⟨
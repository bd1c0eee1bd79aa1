//! Domain entities for Oyster Timer.
//!
//! Pure data and rules with no I/O: the persisted [`document::SettingsDocument`]
//! schema and the [`merge`] algorithm that back-fills it from the defaults.
//! Storage adapters live in the `oyster-timer` crate and depend on this module,
//! never the other way round.

/// Settings document schema and its compiled-in defaults.
pub mod document;

/// Deep merge of a stored document onto the defaults.
pub mod merge;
⟩
> _EXERCISE DETAILS_
Wherever a line above contains the string "defaults", copy that line.

> _TASK RESPONSE_
//! schema and the [`merge`] algorithm that back-fills it from the defaults.
/// Settings document schema and its compiled-in defaults.
/// Deep merge of a stored document onto the defaults.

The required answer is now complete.